Uganda should not bear refugee burden alone - WRC

Jun 15, 2017

World Refugee Council is calling on other nations to share responsibility for protecting refugees.

IMMIGRATION | REFUGEES

With an estimated 1.2 million refugees currently being hosted in Uganda, the newly formed World Refugee Council has called on other countries to share responsibility of what is currently being considered a major humanitarian tragedy in recent times.

Formed this year by the Centre for International Governance Innovation (CIGI), the World Refugee Council I an independent group of experts and political leaders from around the world with an objective of considering new ways of meeting the needs of refugees and states.

In a statement released Wednesday, the Council is calling on other nations to share responsibility for protecting refugees and assisting host communities.

Sitting for the first time in Geneva, Switzerland this week, ahead of the ‘Solidarity Summit on Refugees' to be held in Kampala next week, the Council highlighted the rather complex position of the global refugee crisis that require a deeper investigation.

The summit is organized by the UN Refugee Agency, the United Nations and the government of Uganda.
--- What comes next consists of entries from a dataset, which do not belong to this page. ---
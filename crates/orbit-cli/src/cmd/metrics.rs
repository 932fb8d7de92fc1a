//! `orbit metrics`: every metric for one snapshot.

use std::io::{self, Write};
use std::path::{Path, PathBuf};
use std::sync::Arc;
use std::thread;
use std::time::{Duration, Instant};

use anyhow::Context;
use clap::Args;
use orbit_graph::{GraphMetrics, MetricsWorker};
use tracing::warn;

use crate::cmd::{load_inputs, score, write_orbit_bands};
use crate::output::{
    OutputMode, RankedTable, pretty_kv, pretty_rule, pretty_section, render_mode, text_kv,
};

const POLL_INTERVAL: Duration = Duration::from_millis(10);

/// Arguments for `orbit metrics`.
#[derive(Args, Debug)]
pub struct MetricsArgs {
    /// Relationship snapshot (JSON).
    #[arg(value_name = "SNAPSHOT")]
    pub snapshot: PathBuf,

    /// Number of accounts to list in the influence table.
    #[arg(long, default_value_t = 10)]
    pub top: usize,

    /// Cancel the computation after this many seconds.
    #[arg(long, value_name = "SECS")]
    pub timeout_secs: Option<u64>,
}

/// Execute `orbit metrics`.
pub fn run_metrics(
    args: &MetricsArgs,
    config: Option<&PathBuf>,
    output: OutputMode,
) -> anyhow::Result<()> {
    let metrics = compute(&args.snapshot, config, args.timeout_secs)?;
    let top = args.top;
    render_mode(
        output,
        &metrics,
        |m, w| render_text(m, top, w),
        |m, w| render_pretty(m, top, w),
    )
}

fn compute(
    snapshot: &Path,
    config: Option<&PathBuf>,
    timeout_secs: Option<u64>,
) -> anyhow::Result<GraphMetrics> {
    let inputs = load_inputs(snapshot, config)?;
    let worker = MetricsWorker::spawn(Arc::new(inputs.graph), inputs.settings.metrics)
        .context("Failed to start metrics worker")?;

    let deadline = timeout_secs.and_then(|secs| deadline_after(secs).map(|at| (secs, at)));
    if let Some((secs, deadline)) = deadline {
        while !worker.is_finished() {
            if Instant::now() >= deadline {
                warn!(timeout_secs = secs, "timeout reached, cancelling");
                worker.cancel();
                break;
            }
            thread::sleep(POLL_INTERVAL);
        }
    }

    worker
        .join()
        .with_context(|| format!("Failed to compute metrics for {}", snapshot.display()))
}

/// `None` when `secs` lies beyond what [`Instant`] can represent, which
/// means no deadline.
fn deadline_after(secs: u64) -> Option<Instant> {
    Instant::now().checked_add(Duration::from_secs(secs))
}

fn render_text(m: &GraphMetrics, top: usize, w: &mut dyn Write) -> io::Result<()> {
    text_kv(w, "nodes", m.statistics.node_count)?;
    text_kv(w, "edges", m.statistics.edge_count)?;
    text_kv(w, "density", score(m.density))?;
    text_kv(w, "average_clustering", score(m.average_clustering))?;
    text_kv(w, "reciprocity", score(m.statistics.reciprocity))?;
    text_kv(w, "modularity", score(m.modularity))?;
    text_kv(w, "communities", m.communities.len())?;
    text_kv(w, "pagerank_converged", m.converged)?;
    text_kv(w, "pagerank_iterations", m.pagerank.iterations)?;
    writeln!(w, "rank\tid\tpagerank\tbetweenness\tin_degree\tcommunity")?;
    for (rank, (id, pr)) in m.pagerank.top(top).into_iter().enumerate() {
        writeln!(
            w,
            "{}\t{id}\t{}\t{}\t{}\t{}",
            rank + 1,
            score(pr),
            score(m.betweenness.normalized.get(id).copied().unwrap_or(0.0)),
            m.degree.in_degree.get(id).copied().unwrap_or(0),
            m.communities.assignment.get(id).copied().unwrap_or(0),
        )?;
    }
    Ok(())
}

fn render_pretty(m: &GraphMetrics, top: usize, w: &mut dyn Write) -> io::Result<()> {
    pretty_section(w, "Network")?;
    pretty_kv(w, "nodes", m.statistics.node_count.to_string())?;
    pretty_kv(w, "edges", m.statistics.edge_count.to_string())?;
    pretty_kv(w, "density", score(m.density))?;
    pretty_kv(w, "clustering", score(m.average_clustering))?;
    pretty_kv(w, "reciprocity", score(m.statistics.reciprocity))?;
    pretty_kv(w, "modularity", score(m.modularity))?;
    pretty_kv(w, "communities", m.communities.len().to_string())?;
    let pagerank_status = if m.converged {
        format!("converged after {} iterations", m.pagerank.iterations)
    } else {
        format!(
            "NOT converged after {} iterations (delta {:.2e})",
            m.pagerank.iterations, m.pagerank.delta
        )
    };
    pretty_kv(w, "pagerank", pagerank_status)?;
    if m.betweenness.sources < m.statistics.node_count {
        pretty_kv(
            w,
            "betweenness",
            format!("approximate ({} sampled sources)", m.betweenness.sources),
        )?;
    }
    writeln!(w)?;

    pretty_section(w, "Top influence")?;
    let ranked = m.pagerank.top(top);
    let table = RankedTable::new(
        &["pagerank", "betweenness", "in", "community"],
        ranked.iter().map(|&(id, _)| id),
    );
    table.header(w)?;
    for (rank, (id, pr)) in ranked.iter().enumerate() {
        let cells = [
            score(*pr),
            score(m.betweenness.normalized.get(*id).copied().unwrap_or(0.0)),
            m.degree.in_degree.get(*id).copied().unwrap_or(0).to_string(),
            m.communities.assignment.get(*id).map_or_else(|| "-".to_string(), ToString::to_string),
        ];
        table.row(w, &(rank + 1).to_string(), id, &cells)?;
    }
    writeln!(w)?;

    pretty_section(w, "Orbit tiers")?;
    write_orbit_bands(w, m.orbit_distribution())?;
    pretty_rule(w)
}

#[cfg(test)]
mod tests {
    use super::*;

    #[test]
    fn huge_timeout_has_no_deadline() {
        assert!(deadline_after(u64::MAX).is_none());
    }

    #[test]
    fn ordinary_timeout_is_in_the_future() {
        let deadline = deadline_after(30).expect("representable");
        assert!(deadline > Instant::now());
    }
}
"The Council will bring an independent voice to one of the most difficult issues of our time. The situation of South Sudanese refugees is symptomatic of deeper problems in the refugee system that the Council will seek to address."

Uganda is now the largest refugee-hosting state in Africa with around 1.2 million refugees, 900,000 of whom are from South Sudan.

For the past year, an average of 40,000 South Sudanese refugees have entered Uganda every month, 86 percent of whom are women and children.

Other refugees from South Sudan have crossed into Sudan, Ethiopia, the Democratic Republic of Congo and Kenya.

"Uganda has traditionally taken a progressive approach to hosting refugees, offering them freedom of movement and immediate access to its labor market, as well as developing innovative approaches to supporting refugee self-reliance. But continued implementation of these policies depends on greater international support and responsibility sharing," reads the statement.

In a March article published by New Vision and authored by the Minister of State for Relief, Disaster Preparedness and Refugees, Musa Ecweru, he expressed concern over the limited humanitarian response from other countries.

"It is deeply troubling that the humanitarian response to refugees in Uganda is chronically and severely underfunded, even as thousands of refugees continue to enter the country every day," he wrote.

The minister said Uganda needs the support of the international community to uphold its progressive approach that has since become a model for other countries in terms of new ways of working.